- Born: 6 February 1742 Nova Scotia
- Died: 3 November 1823 (aged 81) Blackheath, London
- Allegiance: United Kingdom
- Branch: British Army
- Service years: 1754–1823
- Rank: General
- Unit: Royal Artillery
- Commands: Royal Arsenal
- Conflicts: American Revolutionary War; French Revolutionary Wars;
- Education: Royal Military Academy, Woolwich
- Spouse: Elizabeth Colden ​(after 1766)​

= Anthony Farrington =

General Sir Anthony Farrington, 1st Baronet (6 February 1742 – 3 November 1823) was a British Army officer of the Royal Artillery. He served in Gibraltar and in the American War of Independence.

==Early life==
Farrington was born on 6 February 1742. He was the son of Lieutenant-colonel Charles Farrington, who entered the Royal Artillery as a matross in 1733, and Ann (née Crouche) Farrington. His maternal grandfather was Anthony Crouche.

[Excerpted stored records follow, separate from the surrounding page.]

use std::path::{Path, PathBuf};

use fnpack_core::ProjectLayout;

/// Reset the output root to a single empty staging directory.
///
/// Removes the whole output directory (previous staging tree and archive)
/// and recreates the staging directory. Idempotent: a missing, partial, or
/// stale output directory all end in the same state.
pub fn prepare(layout: &ProjectLayout) -> Result<(), WorkspaceError> {
    remove_output(&layout.output_dir)?;

    std::fs::create_dir_all(&layout.staging_dir).map_err(|e| WorkspaceError::Create {
        path: layout.staging_dir.clone(),
        source: e,
    })?;

    tracing::debug!(staging = %layout.staging_dir.display(), "workspace prepared");
    Ok(())
}

/// Remove the output directory. Returns whether anything was removed.
pub fn clean(layout: &ProjectLayout) -> Result<bool, WorkspaceError> {
    remove_output(&layout.output_dir)
}

fn remove_output(output_dir: &Path) -> Result<bool, WorkspaceError> {
    let metadata = match std::fs::symlink_metadata(output_dir) {
        Ok(m) => m,
        Err(e) if e.kind() == std::io::ErrorKind::NotFound => return Ok(false),
        Err(e) => {
            return Err(WorkspaceError::Inspect {
                path: output_dir.to_path_buf(),
                source: e,
            });
        }
    };

    // A stray file or symlink squatting on the output path is removed, never followed
    let removed = if metadata.is_dir() {
        std::fs::remove_dir_all(output_dir)
    } else {
        std::fs::remove_file(output_dir)
    };
    removed.map_err(|e| WorkspaceError::Cleanup {
        path: output_dir.to_path_buf(),
        source: e,
    })?;

    tracing::debug!(path = %output_dir.display(), "removed previous output");
    Ok(true)
}

#[derive(Debug, thiserror::Error)]
pub enum WorkspaceError {
    #[error("failed to inspect output directory {path}")]
    Inspect {
        path: PathBuf,
        source: std::io::Error,
    },
    #[error("failed to clean up output directory {path}")]
    Cleanup {
        path: PathBuf,
        source: std::io::Error,
    },
    #[error("failed to create staging directory {path}")]
    Create {
        path: PathBuf,
        source: std::io::Error,
    },
}
mod commands;

use std::path::PathBuf;

use clap::{Parser, Subcommand};

#[derive(Parser)]
#[command(
    name = "fnpack",
    about = "Package serverless function handlers into flat deployable archives"
)]
#[command(version)]
struct Cli {
    /// Project root (default: nearest directory containing fnpack.toml)
    #[arg(long, global = true)]
    project_dir: Option<PathBuf>,

    #[command(subcommand)]
    command: Option<Commands>,
}

#[derive(Subcommand)]
enum Commands {
    /// Clean, install dependencies, assemble source, and archive (default)
    Build {
        /// Print the build report as JSON
        #[arg(long)]
        json: bool,
    },
    /// Delete the output directory
    Clean,
    /// Verify and summarize the existing archive
    Inspect {
        /// Print the archive report as JSON
        #[arg(long)]
        json: bool,
    },
    /// Check tools and project inputs
    Doctor,
}

#[tokio::main]
async fn main() -> anyhow::Result<()> {
    tracing_subscriber::fmt()
        .with_writer(std::io::stderr)
        .with_env_filter(
            tracing_subscriber::EnvFilter::try_from_default_env()
                .unwrap_or_else(|_| tracing_subscriber::EnvFilter::new("warn")),
        )
        .init();

    let cli = Cli::parse();
    let project_dir = cli.project_dir.as_deref();

    match cli.command.unwrap_or(Commands::Build { json: false }) {
        Commands::Build { json } => commands::build(project_dir, json).await?,
        Commands::Clean => commands::clean(project_dir)?,
        Commands::Inspect { json } => commands::inspect(project_dir, json).await?,
        Commands::Doctor => commands::doctor(project_dir).await?,
    }

    Ok(())
}
use std::path::PathBuf;

use fnpack_core::{Error, FnpackConfig};
use tempfile::TempDir;

#[test]
fn load_returns_defaults_when_no_config_file() {
    let tmp = TempDir::new().unwrap();
    let config = FnpackConfig::load(tmp.path()).unwrap();

    assert_eq!(config.paths.manifest, PathBuf::from("requirements.txt"));
    assert_eq!(config.paths.source_dir, PathBuf::from("handlers"));
    assert_eq!(config.paths.output_dir, PathBuf::from("dist"));
    assert_eq!(config.paths.staging_dir, "package");
    assert_eq!(config.paths.archive, "function.zip");
    assert_eq!(config.paths.exclude, vec!["__pycache__"]);
    assert_eq!(config.install.program, "pip");
    assert!(config.install.platform.is_none());
    assert!(config.install.python_version.is_none());
    assert!(config.install.extra_args.is_empty());
    assert_eq!(config.archive.program, "zip");
    assert_eq!(config.archive.list_program, "unzip");
    assert_eq!(config.archive.preview_entries, 20);
}

#[test]
fn load_parses_full_config() {
    let tmp = TempDir::new().unwrap();
    let toml = r#"
[paths]
manifest = "deps/requirements.txt"
source_dir = "src/handlers"
output_dir = "build"
staging_dir = "stage"
archive = "lambda.zip"
exclude = ["__pycache__", ".pytest_cache"]

[install]
program = "pip3"
platform = "manylinux2014_x86_64"
python_version = "3.12"
extra_args = ["--no-compile"]

[archive]
program = "/usr/bin/zip"
list_program = "/usr/bin/unzip"
preview_entries = 5
"#;
    std::fs::write(tmp.path().join("fnpack.toml"), toml).unwrap();

    let config = FnpackConfig::load(tmp.path()).unwrap();

    assert_eq!(config.paths.manifest, PathBuf::from("deps/requirements.txt"));
    assert_eq!(config.paths.source_dir, PathBuf::from("src/handlers"));
    assert_eq!(config.paths.output_dir, PathBuf::from("build"));
    assert_eq!(config.paths.staging_dir, "stage");
    assert_eq!(config.paths.archive, "lambda.zip");
    assert_eq!(config.paths.exclude, vec!["__pycache__", ".pytest_cache"]);
    assert_eq!(config.install.program, "pip3");
    assert_eq!(
        config.install.platform.as_deref(),
        Some("manylinux2014_x86_64")
    );
    assert_eq!(config.install.python_version.as_deref(), Some("3.12"));
    assert_eq!(config.install.extra_args, vec!["--no-compile"]);
    assert_eq!(config.archive.program, "/usr/bin/zip");
    assert_eq!(config.archive.list_program, "/usr/bin/unzip");
    assert_eq!(config.archive.preview_entries, 5);
}

#[test]
fn load_partial_config_fills_defaults() {
    let tmp = TempDir::new().unwrap();
    let toml = r#"
[paths]
source_dir = "src"
"#;
    std::fs::write(tmp.path().join("fnpack.toml"), toml).unwrap();

    let config = FnpackConfig::load(tmp.path()).unwrap();

    assert_eq!(config.paths.source_dir, PathBuf::from("src"));
    assert_eq!(config.paths.manifest, PathBuf::from("requirements.txt"));
    assert_eq!(config.install.program, "pip");
    assert_eq!(config.archive.preview_entries, 20);
}

#[test]
fn load_empty_file_uses_defaults() {
    let tmp = TempDir::new().unwrap();
    std::fs::write(tmp.path().join("fnpack.toml"), "").unwrap();

    let config = FnpackConfig::load(tmp.path()).unwrap();
    assert_eq!(config.paths.output_dir, PathBuf::from("dist"));
}

#[test]
fn load_invalid_toml_returns_parse_error() {
    let tmp = TempDir::new().unwrap();
    std::fs::write(tmp.path().join("fnpack.toml"), "[paths\nbroken").unwrap();

    let err = FnpackConfig::load(tmp.path()).unwrap_err();
    assert!(matches!(err, Error::ConfigParse { .. }));
}

#[test]
fn load_rejects_output_dir_containing_source() {
    let tmp = TempDir::new().unwrap();
    let toml = r#"
[paths]
output_dir = "handlers"
"#;
    std::fs::write(tmp.path().join("fnpack.toml"), toml).unwrap();

    let err = FnpackConfig::load(tmp.path()).unwrap_err();
    assert!(matches!(
        err,
        Error::InvalidPath {
            field: "source_dir",
            ..
        }
    ));
    assert!(err.to_string().contains("deleted on every build"));
}

#[test]
fn load_rejects_output_dir_nested_in_source() {
    let tmp = TempDir::new().unwrap();
    let toml = r#"
[paths]
output_dir = "handlers/dist"
"#;
    std::fs::write(tmp.path().join("fnpack.toml"), toml).unwrap();

    let err = FnpackConfig::load(tmp.path()).unwrap_err();
    assert!(matches!(
        err,
        Error::InvalidPath {
            field: "output_dir",
            ..
        }
    ));
}

#[test]
fn load_rejects_absolute_manifest() {
    let tmp = TempDir::new().unwrap();
    let toml = r#"
[paths]
manifest = "/etc/requirements.txt"
"#;
    std::fs::write(tmp.path().join("fnpack.toml"), toml).unwrap();

    let err = FnpackConfig::load(tmp.path()).unwrap_err();
    assert!(matches!(err, Error::InvalidPath { field: "manifest", .. }));
}
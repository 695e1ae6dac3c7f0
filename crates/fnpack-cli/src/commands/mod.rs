mod build;
mod clean;
mod doctor;
mod inspect;

use std::path::{Path, PathBuf};

use fnpack_core::{FnpackConfig, ProjectLayout};

pub use build::build;
pub use clean::clean;
pub use doctor::doctor;
pub use inspect::inspect;

/// A project root together with its loaded configuration.
pub(crate) struct Project {
    pub config: FnpackConfig,
    pub layout: ProjectLayout,
}

/// Resolve the project root: the explicit `--project-dir`, else the nearest
/// ancestor of the working directory holding fnpack.toml.
pub(crate) fn project_root(project_dir: Option<&Path>) -> anyhow::Result<PathBuf> {
    let root = match project_dir {
        Some(dir) => dir.to_path_buf(),
        None => fnpack_core::discover_root_from_cwd()?,
    };

    root.canonicalize().map_err(|e| {
        anyhow::anyhow!(
            "project directory {} is not accessible: {e}",
            root.display()
        )
    })
}

pub(crate) fn load_project(project_dir: Option<&Path>) -> anyhow::Result<Project> {
    let root = project_root(project_dir)?;
    let config = FnpackConfig::load(&root)?;
    let layout = ProjectLayout::new(&root, &config);
    tracing::debug!(root = %root.display(), "loaded project");
    Ok(Project { config, layout })
}
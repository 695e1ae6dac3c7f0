//! Dependency manifest loading and classification.
//!
//! A manifest is a line-oriented list of dependency specifiers. Lines whose
//! first non-whitespace character is `#` are comments; blank lines are
//! ignored. A present manifest with nothing else in it is *vacuous* and
//! must not trigger dependency installation.

use std::path::{Path, PathBuf};

use serde::Serialize;

const COMMENT: char = '#';

/// Three-way classification of a dependency manifest.
#[derive(Debug, Clone, PartialEq, Eq, Serialize)]
#[serde(tag = "state", rename_all = "snake_case")]
pub enum ManifestStatus {
    /// The manifest file does not exist.
    Absent,
    /// The manifest exists but holds only comments and blank lines.
    Vacuous,
    /// The manifest lists at least one specifier, in file order.
    Actionable { specifiers: Vec<String> },
}

impl ManifestStatus {
    pub fn is_actionable(&self) -> bool {
        matches!(self, Self::Actionable { .. })
    }

    pub fn label(&self) -> &'static str {
        match self {
            Self::Absent => "absent",
            Self::Vacuous => "no dependencies",
            Self::Actionable { .. } => "dependencies listed",
        }
    }
}

/// Classify raw manifest contents. `None` means the file does not exist.
///
/// # Examples
///
/// ```
/// use fnpack_core::manifest::{classify, ManifestStatus};
///
/// assert_eq!(classify(None), ManifestStatus::Absent);
/// assert_eq!(classify(Some("# pinned below\n\n")), ManifestStatus::Vacuous);
/// assert!(classify(Some("requests==2.31.0\n")).is_actionable());
/// ```
pub fn classify(contents: Option<&str>) -> ManifestStatus {
    let Some(text) = contents else {
        return ManifestStatus::Absent;
    };

    let specifiers: Vec<String> = text
        .trim_start_matches('\u{feff}')
        .lines()
        .filter_map(specifier)
        .collect();

    if specifiers.is_empty() {
        ManifestStatus::Vacuous
    } else {
        ManifestStatus::Actionable { specifiers }
    }
}

/// Extract the specifier on one line, dropping a trailing inline comment.
fn specifier(line: &str) -> Option<String> {
    let trimmed = line.trim();
    if trimmed.is_empty() || trimmed.starts_with(COMMENT) {
        return None;
    }

    // Inline comments need whitespace before the marker; `pkg#egg=x` is a URL fragment.
    let body = trimmed
        .char_indices()
        .find(|&(i, c)| {
            c == COMMENT
                && trimmed[..i]
                    .chars()
                    .next_back()
                    .is_some_and(char::is_whitespace)
        })
        .map_or(trimmed, |(i, _)| &trimmed[..i]);

    Some(body.trim_end().to_owned())
}

/// A dependency manifest located on disk.
#[derive(Debug, Clone, PartialEq, Eq)]
pub struct Manifest {
    pub path: PathBuf,
    pub status: ManifestStatus,
}

impl Manifest {
    /// Read and classify the manifest at `path`.
    ///
    /// A missing file is not an error here; it yields
    /// [`ManifestStatus::Absent`] so the caller decides how fatal it is.
    ///
    /// # Errors
    ///
    /// [`Error::ManifestRead`](crate::Error::ManifestRead) when the file
    /// exists but cannot be read.
    pub fn load(path: &Path) -> crate::Result<Self> {
        // Non-UTF-8 bytes (e.g. Latin-1 comments) must not make classification fail
        let contents = match std::fs::read(path) {
            Ok(bytes) => Some(String::from_utf8_lossy(&bytes).into_owned()),
            Err(e) if e.kind() == std::io::ErrorKind::NotFound => None,
            Err(e) => {
                return Err(crate::Error::ManifestRead {
                    path: path.to_path_buf(),
                    source: e,
                });
            }
        };

        let status = classify(contents.as_deref());
        tracing::debug!(path = %path.display(), status = status.label(), "classified manifest");

        Ok(Self {
            path: path.to_path_buf(),
            status,
        })
    }

    /// Specifiers to install; empty unless the manifest is actionable.
    pub fn specifiers(&self) -> &[String] {
        match &self.status {
            ManifestStatus::Actionable { specifiers } => specifiers,
            ManifestStatus::Absent | ManifestStatus::Vacuous => &[],
        }
    }
}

He entered the Royal Military Academy, Woolwich, as a cadet on 3 March 1754, was appointed a lieutenant fireworker in 1755, and a second lieutenant the following year.

==Career==
Farrington became a lieutenant-colonel in December 1782, colonel 1791, major-general 1795, lieutenant-general 1802 and a general in 1812. He served at Gibraltar from 1759 to 63 where he was promoted to captain-lieutenant, and at New York and elsewhere in America 1764–8 where he became a captain. Returning to New York in 1773, he continued to serve in America until May 1783. He was at Boston in 1774–76 including the Battle of Bunker's Hill, Brooklyn, Long Island, White Plains, the Battle of Brandywine, during the American War of Independence. He commanded the artillery at Plymouth in 1788–89.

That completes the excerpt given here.